## WORK ORDER
The required answer is every line of the data containing the word "TournamentConfig".

## STUDY MATERIAL
//! Registered players and the lightweight references matches hold to them.

use serde::{Deserialize, Serialize};

/// A registered player. Names are unique within a tournament.
#[derive(Clone, Debug, Eq, PartialEq, Serialize, Deserialize)]
#[serde(rename_all = "camelCase")]
pub struct Player {
    pub name: String,
    /// Registration order; round-one slots index into this.
    pub index: usize,
    /// Account id when the player registered while signed in.
    #[serde(default, skip_serializing_if = "Option::is_none")]
    pub user_id: Option<String>,
}

impl Player {
    /// Create a player at the given registration index.
    pub fn new(name: impl Into<String>, index: usize) -> Self {
        Self {
            name: name.into(),
            index,
            user_id: None,
        }
    }

    /// Attach an account id.
    pub fn with_user_id(mut self, user_id: impl Into<String>) -> Self {
        self.user_id = Some(user_id.into());
        self
    }

    /// Reference to this player as seeded from a round-one slot.
    pub fn to_ref(&self) -> PlayerRef {
        PlayerRef {
            name: self.name.clone(),
            source: Some(PlayerSource::Registrant(self.index)),
        }
    }
}

/// Where a player in a match slot came from.
#[derive(Clone, Debug, Eq, PartialEq, Serialize, Deserialize)]
#[serde(untagged)]
pub enum PlayerSource {
    /// Registrant index (round one).
    Registrant(usize),
    /// Id of the match whose winner this is.
    Match(String),
}

/// A player as seen from a match slot.
#[derive(Clone, Debug, Eq, PartialEq, Serialize, Deserialize)]
pub struct PlayerRef {
    pub name: String,
    #[serde(default, skip_serializing_if = "Option::is_none")]
    pub source: Option<PlayerSource>,
}

impl PlayerRef {
    /// A reference carrying only a name (KOTH challengers, manual entries).
    pub fn named(name: impl Into<String>) -> Self {
        Self {
            name: name.into(),
            source: None,
        }
    }

    /// Same player, re-sourced as the winner of `match_id`.
    pub fn advanced_from(&self, match_id: &str) -> Self {
        Self {
            name: self.name.clone(),
            source: Some(PlayerSource::Match(match_id.to_string())),
        }
    }
}
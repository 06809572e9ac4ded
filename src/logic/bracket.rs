//! Bracket assembly: turn a topology and the registrant list into match records.

use crate::models::{BracketTopology, Match, MatchId, MatchView, Player, Side, Stage};
use serde::Serialize;
use std::collections::BTreeMap;

/// Create one pending match per slot. Round-one slots take their players
/// from `players[source]`; an index past the end leaves that side empty
/// (a structural bye). Later rounds start empty.
///
/// Byes are not resolved here; run the initialization pass afterwards.
pub fn assemble(
    tournament_id: &str,
    topology: &BracketTopology,
    players: &[Player],
) -> BTreeMap<MatchId, Match> {
    let mut matches = BTreeMap::new();
    for slot in topology.slots() {
        let mut m = Match::new(slot.id.clone(), tournament_id, slot.next.clone());
        for side in [Side::Player1, Side::Player2] {
            if let Some(source) = slot.source(side) {
                *m.player_mut(side) = players.get(source).map(Player::to_ref);
            }
        }
        matches.insert(slot.id.clone(), m);
    }
    log::debug!(
        "Assembled {} matches for {} players on {}",
        matches.len(),
        players.len(),
        topology.id
    );
    matches
}

/// Both players are known, so scoring can begin.
pub fn can_match_start(m: &Match) -> bool {
    m.has_both_players()
}

/// One stage of the bracket as displayed.
#[derive(Clone, Debug, Serialize)]
pub struct StageView {
    pub round: u32,
    pub name: String,
    pub matches: Vec<MatchView>,
}

/// Every slot of the topology as a [`MatchView`], grouped by stage. Slots
/// with no stored match show as unscheduled.
pub fn bracket_view(topology: &BracketTopology, matches: &BTreeMap<MatchId, Match>) -> Vec<StageView> {
    topology.stages.iter().map(|stage| stage_view(stage, matches)).collect()
}

fn stage_view(stage: &Stage, matches: &BTreeMap<MatchId, Match>) -> StageView {
    StageView {
        round: stage.round,
        name: stage.name.clone(),
        matches: stage
            .slots
            .iter()
            .map(|slot| match matches.get(&slot.id) {
                Some(m) => MatchView::of(m),
                None => MatchView::Unscheduled {
                    match_id: slot.id.clone(),
                },
            })
            .collect(),
    }
}
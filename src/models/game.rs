//! Match records: set scores, sides, status, and the bracket-facing view.

use crate::models::player::PlayerRef;
use serde::{Deserialize, Serialize};

/// Slot id within a topology (e.g. `r2m1`), also the match id.
pub type MatchId = String;

/// One side of a match.
#[derive(Clone, Copy, Debug, Eq, Hash, PartialEq, Serialize, Deserialize)]
#[serde(rename_all = "lowercase")]
pub enum Side {
    Player1,
    Player2,
}

impl Side {
    pub fn other(self) -> Self {
        match self {
            Side::Player1 => Side::Player2,
            Side::Player2 => Side::Player1,
        }
    }
}

/// Points for both sides in one set.
#[derive(Clone, Copy, Debug, Default, Eq, PartialEq, Serialize, Deserialize)]
#[serde(rename_all = "camelCase")]
pub struct SetScore {
    pub p1_score: u32,
    pub p2_score: u32,
}

impl SetScore {
    pub fn new(p1_score: u32, p2_score: u32) -> Self {
        Self { p1_score, p2_score }
    }

    /// Side that strictly outscored the other, if any.
    pub fn leader(&self) -> Option<Side> {
        use std::cmp::Ordering::*;
        match self.p1_score.cmp(&self.p2_score) {
            Greater => Some(Side::Player1),
            Less => Some(Side::Player2),
            Equal => None,
        }
    }

    pub fn is_blank(&self) -> bool {
        self.p1_score == 0 && self.p2_score == 0
    }
}

/// Lifecycle of a match.
#[derive(Clone, Copy, Debug, Default, Eq, PartialEq, Serialize, Deserialize)]
#[serde(rename_all = "snake_case")]
pub enum MatchStatus {
    #[default]
    Pending,
    Live,
    Completed,
}

/// A match record; one per topology slot for the whole tournament.
#[derive(Clone, Debug, Eq, PartialEq, Serialize, Deserialize)]
#[serde(rename_all = "camelCase")]
pub struct Match {
    pub match_id: MatchId,
    pub tournament_id: String,
    pub next_match_id: Option<MatchId>,
    pub player1: Option<PlayerRef>,
    pub player2: Option<PlayerRef>,
    #[serde(default)]
    pub sets: Vec<SetScore>,
    #[serde(default)]
    pub current_set: usize,
    pub status: MatchStatus,
    /// Winner's name; only set once completed.
    pub winner: Option<String>,
}

impl Match {
    /// An empty pending shell.
    pub fn new(
        match_id: impl Into<MatchId>,
        tournament_id: impl Into<String>,
        next_match_id: Option<MatchId>,
    ) -> Self {
        Self {
            match_id: match_id.into(),
            tournament_id: tournament_id.into(),
            next_match_id,
            player1: None,
            player2: None,
            sets: Vec::new(),
            current_set: 0,
            status: MatchStatus::Pending,
            winner: None,
        }
    }

    pub fn player(&self, side: Side) -> Option<&PlayerRef> {
        match side {
            Side::Player1 => self.player1.as_ref(),
            Side::Player2 => self.player2.as_ref(),
        }
    }

    pub fn player_mut(&mut self, side: Side) -> &mut Option<PlayerRef> {
        match side {
            Side::Player1 => &mut self.player1,
            Side::Player2 => &mut self.player2,
        }
    }

    /// Which side `name` occupies, if any.
    pub fn side_of(&self, name: &str) -> Option<Side> {
        [Side::Player1, Side::Player2]
            .into_iter()
            .find(|&s| self.player(s).is_some_and(|p| p.name == name))
    }

    pub fn has_both_players(&self) -> bool {
        self.player1.is_some() && self.player2.is_some()
    }

    /// Neither side assigned.
    pub fn is_vacuous(&self) -> bool {
        self.player1.is_none() && self.player2.is_none()
    }

    /// The only assigned side when exactly one is present.
    pub fn lone_player(&self) -> Option<Side> {
        match (&self.player1, &self.player2) {
            (Some(_), None) => Some(Side::Player1),
            (None, Some(_)) => Some(Side::Player2),
            _ => None,
        }
    }

    pub fn is_completed(&self) -> bool {
        self.status == MatchStatus::Completed
    }

    /// Opponent of the named player (the runner-up when `name` won).
    pub fn opponent_of(&self, name: &str) -> Option<&PlayerRef> {
        self.side_of(name).and_then(|s| self.player(s.other()))
    }
}

/// What a bracket slot currently shows.
#[derive(Clone, Debug, Eq, PartialEq, Serialize)]
#[serde(tag = "kind", rename_all = "snake_case")]
pub enum MatchView {
    /// Nobody assigned yet (or ever, for a dead branch).
    Unscheduled { match_id: MatchId },
    /// One side known; waiting for the other feeder.
    AwaitingPlayers {
        match_id: MatchId,
        player: PlayerRef,
        side: Side,
    },
    /// Both players known, or already decided.
    Scheduled(Match),
}

impl MatchView {
    pub fn of(m: &Match) -> Self {
        if m.is_completed() || m.has_both_players() {
            return MatchView::Scheduled(m.clone());
        }
        let match_id = m.match_id.clone();
        match (&m.player1, &m.player2) {
            (Some(p), None) => MatchView::AwaitingPlayers {
                match_id,
                player: p.clone(),
                side: Side::Player1,
            },
            (None, Some(p)) => MatchView::AwaitingPlayers {
                match_id,
                player: p.clone(),
                side: Side::Player2,
            },
            _ => MatchView::Unscheduled { match_id },
        }
    }
}
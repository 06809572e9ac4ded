//! Sports tournament organizer: library with models, bracket progression, and scoring logic.

pub mod logic;
pub mod models;
pub mod store;

pub use logic::{
    adjust_score, advance_winner, assemble, bracket_view, can_match_start, check_round_completion,
    confirm_match, decided_winner, end_current_set, end_set, initialize_bracket, koth,
    resolve_bye_if_needed, score_point, scoring, start_tournament, KothRotation, MatchOutcome,
    ProgressEvent, ProgressMode, SetEnd, StageView, Tally, MAX_SET_SCORE,
};
pub use models::{
    BracketTopology, FormatType, KothStats, Match, MatchId, MatchSlot, MatchStatus, MatchView,
    Player, PlayerRef, PlayerSource, RuleConfig, ScoringMode, SetScore, Side, SourceMap,
    SourceMapping, Stage, Tiebreaker, Tournament, TournamentConfig, TournamentError, TournamentId,
    TournamentStatus, KOTH_MATCH_ID,
};
pub use store::{MemoryStore, SlotWrite, TournamentStore};
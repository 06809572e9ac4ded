//! Data structures for the bracket engine: players, matches, rules, topology, tournament.

mod game;
mod player;
mod rules;
mod topology;
mod tournament;

pub use game::{Match, MatchId, MatchStatus, MatchView, SetScore, Side};
pub use player::{Player, PlayerRef, PlayerSource};
pub use rules::{RuleConfig, ScoringMode, Tiebreaker};
pub use topology::{
    BracketTopology, FormatType, MatchSlot, SourceMap, SourceMapping, Stage, KOTH_MATCH_ID,
};
pub use tournament::{
    KothStats, Tournament, TournamentConfig, TournamentError, TournamentId, TournamentStatus,
};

## TASK RESULT
    SourceMapping, Stage, Tiebreaker, Tournament, TournamentConfig, TournamentError, TournamentId,
    KothStats, Tournament, TournamentConfig, TournamentError, TournamentId, TournamentStatus,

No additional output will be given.